Your objective →
Find the line containing "in merge_normalized_boxes(&boxes, &MergeOptions::normalized())". Reproduce it and every line after it up to the end of the records, exactly as written.

Data excerpts →

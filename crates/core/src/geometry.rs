//! Rectangle geometry for text highlights
//!
//! Two coordinate spaces meet here:
//! - Client pixels: rectangles reported by the host for a text selection
//! - Normalized page space: boxes relative to a page's text layer, 0.0 to 1.0
//!
//! Selections arrive as one rectangle per line fragment (often one per glyph run),
//! so adjacent fragments on the same line are merged before they are stored.

use serde::{Deserialize, Serialize};

/// A point in client pixel space
#[derive(Debug, Clone, Copy, PartialEq, Default, Serialize, Deserialize)]
pub struct Point {
    pub x: f64,
    pub y: f64,
}

impl Point {
    /// Create a new point
    pub fn new(x: f64, y: f64) -> Self {
        Self { x, y }
    }
}

/// Axis-aligned rectangle, origin at the top-left corner
#[derive(Debug, Clone, Copy, PartialEq, Default, Serialize, Deserialize)]
pub struct Rect {
    pub x: f64,
    pub y: f64,
    pub width: f64,
    pub height: f64,
}

impl Rect {
    /// Create a new rectangle
    pub fn new(x: f64, y: f64, width: f64, height: f64) -> Self {
        Self {
            x,
            y,
            width,
            height,
        }
    }

    pub fn right(&self) -> f64 {
        self.x + self.width
    }

    pub fn bottom(&self) -> f64 {
        self.y + self.height
    }

    pub fn center(&self) -> Point {
        Point::new(self.x + self.width / 2.0, self.y + self.height / 2.0)
    }

    /// True for zero-area or non-finite rectangles
    pub fn is_empty(&self) -> bool {
        !(self.width > 0.0 && self.height > 0.0)
            || !self.x.is_finite()
            || !self.y.is_finite()
            || !self.width.is_finite()
            || !self.height.is_finite()
    }

    /// Check if this rectangle contains a point (edges inclusive)
    pub fn contains_point(&self, point: &Point) -> bool {
        point.x >= self.x && point.x <= self.right() && point.y >= self.y && point.y <= self.bottom()
    }

    /// Smallest rectangle covering both rectangles
    pub fn union(&self, other: &Rect) -> Rect {
        let x = self.x.min(other.x);
        let y = self.y.min(other.y);
        let right = self.right().max(other.right());
        let bottom = self.bottom().max(other.bottom());
        Rect::new(x, y, right - x, bottom - y)
    }

    /// Height of the shared vertical band, zero when the rectangles don't overlap
    pub fn vertical_overlap(&self, other: &Rect) -> f64 {
        (self.bottom().min(other.bottom()) - self.y.max(other.y)).max(0.0)
    }

    pub fn translate(&self, dx: f64, dy: f64) -> Rect {
        Rect::new(self.x + dx, self.y + dy, self.width, self.height)
    }
}

/// Highlight box in normalized page space
///
/// All of `x`, `y`, `width` and `height` are fractions of the page's text layer.
/// Boxes are clamped at creation so `x + width <= 1` and `y + height <= 1` hold.
#[derive(Debug, Clone, Copy, PartialEq, Serialize, Deserialize)]
#[serde(rename_all = "camelCase")]
pub struct BoundingBox {
    pub page_number: u32,
    pub x: f64,
    pub y: f64,
    pub width: f64,
    pub height: f64,
}

impl BoundingBox {
    /// Create a box, clamping it into the unit square
    pub fn clamped(page_number: u32, x: f64, y: f64, width: f64, height: f64) -> Self {
        let x = clamp_unit(x);
        let y = clamp_unit(y);
        let width = width.max(0.0).min(1.0 - x);
        let height = height.max(0.0).min(1.0 - y);
        Self {
            page_number,
            x,
            y,
            width: if width.is_finite() { width } else { 0.0 },
            height: if height.is_finite() { height } else { 0.0 },
        }
    }

    /// Create a clamped box from a normalized rectangle
    pub fn from_rect(page_number: u32, rect: &Rect) -> Self {
        Self::clamped(page_number, rect.x, rect.y, rect.width, rect.height)
    }

    /// The box as a normalized rectangle (page number dropped)
    pub fn rect(&self) -> Rect {
        Rect::new(self.x, self.y, self.width, self.height)
    }

    pub fn center_y(&self) -> f64 {
        self.y + self.height / 2.0
    }

    /// Check the normalization invariant
    pub fn is_within_bounds(&self) -> bool {
        const EPSILON: f64 = 1e-9;
        self.x >= 0.0
            && self.y >= 0.0
            && self.width >= 0.0
            && self.height >= 0.0
            && self.x + self.width <= 1.0 + EPSILON
            && self.y + self.height <= 1.0 + EPSILON
    }
}

fn clamp_unit(value: f64) -> f64 {
    if value.is_nan() {
        0.0
    } else {
        value.clamp(0.0, 1.0)
    }
}

/// Tuning for highlight box merging
#[derive(Debug, Clone, Copy, PartialEq)]
pub struct MergeOptions {
    /// Maximum horizontal gap between boxes that still counts as adjacent
    pub margin: f64,

    /// Required vertical overlap, as a fraction of the smaller box's height
    pub min_vertical_overlap: f64,
}

impl MergeOptions {
    /// Defaults for client pixel rectangles (20px margin)
    pub fn pixels() -> Self {
        Self {
            margin: 20.0,
            min_vertical_overlap: 0.5,
        }
    }

    /// Defaults for normalized boxes (0.005 margin)
    pub fn normalized() -> Self {
        Self {
            margin: 0.005,
            min_vertical_overlap: 0.5,
        }
    }

    pub fn with_margin(mut self, margin: f64) -> Self {
        self.margin = margin;
        self
    }

    pub fn with_min_vertical_overlap(mut self, fraction: f64) -> Self {
        self.min_vertical_overlap = fraction;
        self
    }
}

impl Default for MergeOptions {
    fn default() -> Self {
        Self::pixels()
    }
}

/// Merge line fragments of a selection into per-line boxes
///
/// Boxes on the same line (enough vertical overlap) that touch or nearly touch
/// horizontally are replaced by their union. Passes repeat until one produces no
/// reduction, because a union can become adjacent to a box it skipped earlier.
///
/// Empty and zero-size rectangles are dropped. The result is sorted by (y, x).
pub fn merge_highlight_boxes(rects: &[Rect], options: &MergeOptions) -> Vec<Rect> {
    let mut current: Vec<Rect> = rects.iter().copied().filter(|rect| !rect.is_empty()).collect();

    loop {
        let before = current.len();
        current = merge_pass(current, options);
        if current.len() >= before {
            return current;
        }
    }
}

/// Merge normalized boxes, page by page
///
/// Boxes are never merged across pages. Output is ordered by page, then (y, x).
pub fn merge_normalized_boxes(boxes: &[BoundingBox], options: &MergeOptions) -> Vec<BoundingBox> {
    let mut by_page: std::collections::BTreeMap<u32, Vec<Rect>> = std::collections::BTreeMap::new();
    for bbox in boxes {
        by_page.entry(bbox.page_number).or_default().push(bbox.rect());
    }

    by_page
        .into_iter()
        .flat_map(|(page_number, rects)| {
            merge_highlight_boxes(&rects, options)
                .into_iter()
                .map(move |rect| BoundingBox::from_rect(page_number, &rect))
        })
        .collect()
}

fn merge_pass(mut rects: Vec<Rect>, options: &MergeOptions) -> Vec<Rect> {
    rects.sort_by(|a, b| a.y.total_cmp(&b.y).then(a.x.total_cmp(&b.x)));

    let mut merged = Vec::with_capacity(rects.len());
    let mut iter = rects.into_iter();
    let Some(mut accumulator) = iter.next() else {
        return merged;
    };

    for rect in iter {
        if should_merge(&accumulator, &rect, options) {
            accumulator = accumulator.union(&rect);
        } else {
            merged.push(accumulator);
            accumulator = rect;
        }
    }
    merged.push(accumulator);

    merged
}

fn should_merge(accumulator: &Rect, next: &Rect, options: &MergeOptions) -> bool {
    let smaller_height = accumulator.height.min(next.height);
    let same_line =
        accumulator.vertical_overlap(next) >= smaller_height * options.min_vertical_overlap;

    let adjacent = next.x <= accumulator.right() + options.margin
        && next.right() >= accumulator.x - options.margin;

    same_line && adjacent
}

#[cfg(test)]
mod tests {
    use super::*;

    fn approx(a: f64, b: f64) -> bool {
        (a - b).abs() < 1e-9
    }

    #[test]
    fn test_rect_union() {
        let a = Rect::new(0.0, 0.0, 10.0, 10.0);
        let b = Rect::new(5.0, 5.0, 10.0, 10.0);
        assert_eq!(a.union(&b), Rect::new(0.0, 0.0, 15.0, 15.0));
    }

    #[test]
    fn test_vertical_overlap() {
        let a = Rect::new(0.0, 0.0, 10.0, 10.0);
        let b = Rect::new(0.0, 6.0, 10.0, 10.0);
        let c = Rect::new(0.0, 20.0, 10.0, 10.0);
        assert!(approx(a.vertical_overlap(&b), 4.0));
        assert_eq!(a.vertical_overlap(&c), 0.0);
    }

    #[test]
    fn test_empty_rects() {
        assert!(Rect::new(0.0, 0.0, 0.0, 10.0).is_empty());
        assert!(Rect::new(0.0, 0.0, 10.0, 0.0).is_empty());
        assert!(Rect::new(f64::NAN, 0.0, 10.0, 10.0).is_empty());
        assert!(!Rect::new(0.0, 0.0, 1.0, 1.0).is_empty());
    }

    #[test]
    fn test_clamped_box_stays_in_unit_square() {
        let bbox = BoundingBox::clamped(1, 0.9, -0.2, 0.5, 1.5);
        assert_eq!(bbox.x, 0.9);
        assert_eq!(bbox.y, 0.0);
        assert!(approx(bbox.width, 0.1));
        assert!(approx(bbox.height, 1.0));
        assert!(bbox.is_within_bounds());
    }

    #[test]
    fn test_merge_adjacent_same_line() {
        let boxes = [
            Rect::new(0.0, 0.0, 0.1, 0.02),
            Rect::new(0.1, 0.001, 0.1, 0.02),
        ];
        let merged = merge_highlight_boxes(&boxes, &MergeOptions::normalized());

        assert_eq!(merged.len(), 1);
        assert!(approx(merged[0].x, 0.0));
        assert!(approx(merged[0].right(), 0.2));
    }

    #[test]
    fn test_different_lines_never_merge() {
        let boxes = [Rect::new(0.0, 0.0, 0.1, 0.02), Rect::new(0.0, 0.5, 0.1, 0.02)];
        let merged = merge_highlight_boxes(&boxes, &MergeOptions::normalized());
        assert_eq!(merged.len(), 2);
    }

    #[test]
    fn test_distant_boxes_on_same_line_stay_apart() {
        let boxes = [Rect::new(0.0, 0.0, 0.1, 0.02), Rect::new(0.5, 0.0, 0.1, 0.02)];
        let merged = merge_highlight_boxes(&boxes, &MergeOptions::normalized());
        assert_eq!(merged.len(), 2);
    }

    #[test]
    fn test_merge_reaches_fixed_point() {
        // First pass merges b and c only; a becomes adjacent to the union afterwards.
        let a = Rect::new(0.0, 0.0, 0.1, 0.02);
        let b = Rect::new(0.3, 0.0005, 0.1, 0.02);
        let c = Rect::new(0.1, 0.001, 0.2, 0.02);

        let merged = merge_highlight_boxes(&[a, b, c], &MergeOptions::normalized());

        assert_eq!(merged.len(), 1);
        assert!(approx(merged[0].x, 0.0));
        assert!(approx(merged[0].right(), 0.4));
    }

    #[test]
    fn test_merge_is_idempotent() {
        let boxes = [
            Rect::new(10.0, 100.0, 40.0, 14.0),
            Rect::new(52.0, 101.0, 30.0, 14.0),
            Rect::new(200.0, 102.0, 30.0, 14.0),
            Rect::new(10.0, 118.0, 80.0, 14.0),
            Rect::new(95.0, 119.0, 10.0, 12.0),
            Rect::new(10.0, 400.0, 5.0, 14.0),
        ];
        let options = MergeOptions::pixels();

        let once = merge_highlight_boxes(&boxes, &options);
        let twice = merge_highlight_boxes(&once, &options);

        assert_eq!(once, twice);
        assert_eq!(once.len(), 4);
    }

    #[test]
    fn test_zero_size_rects_are_filtered() {
        let boxes = [
            Rect::new(0.0, 0.0, 0.0, 12.0),
            Rect::new(0.0, 0.0, 12.0, 0.0),
            Rect::new(5.0, 5.0, 10.0, 10.0),
        ];
        let merged = merge_highlight_boxes(&boxes, &MergeOptions::pixels());
        assert_eq!(merged, vec![Rect::new(5.0, 5.0, 10.0, 10.0)]);
    }

    #[test]
    fn test_empty_input() {
        assert!(merge_highlight_boxes(&[], &MergeOptions::pixels()).is_empty());
        assert!(merge_normalized_boxes(&[], &MergeOptions::normalized()).is_empty());
    }

    #[test]
    fn test_normalized_merge_keeps_pages_apart() {
        let boxes = [
            BoundingBox::clamped(2, 0.0, 0.0, 0.1, 0.02),
            BoundingBox::clamped(1, 0.1, 0.0, 0.1, 0.02),
            BoundingBox::clamped(1, 0.0, 0.0, 0.1, 0.02),
        ];
        let merged = merge_normalized_boxes(&boxes, &MergeOptions::normalized());

        assert_eq!(merged.len(), 2);
        assert_eq!(merged[0].page_number, 1);
        assert!(approx(merged[0].width, 0.2));
        assert_eq!(merged[1].page_number, 2);
    }

    #[test]
    fn test_normalized_merge_respects_bounds() {
        let boxes = [
            BoundingBox::clamped(1, 0.8, 0.98, 0.15, 0.02),
            BoundingBox::clamped(1, 0.95, 0.985, 0.2, 0.05),
        ];
        for bbox in merge_normalized_boxes(&boxes, &MergeOptions::normalized()) {
            assert!(bbox.is_within_bounds(), "{bbox:?}");
        }
    }
}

Answer section →
        for bbox in merge_normalized_boxes(&boxes, &MergeOptions::normalized()) {
            assert!(bbox.is_within_bounds(), "{bbox:?}");
        }
    }
}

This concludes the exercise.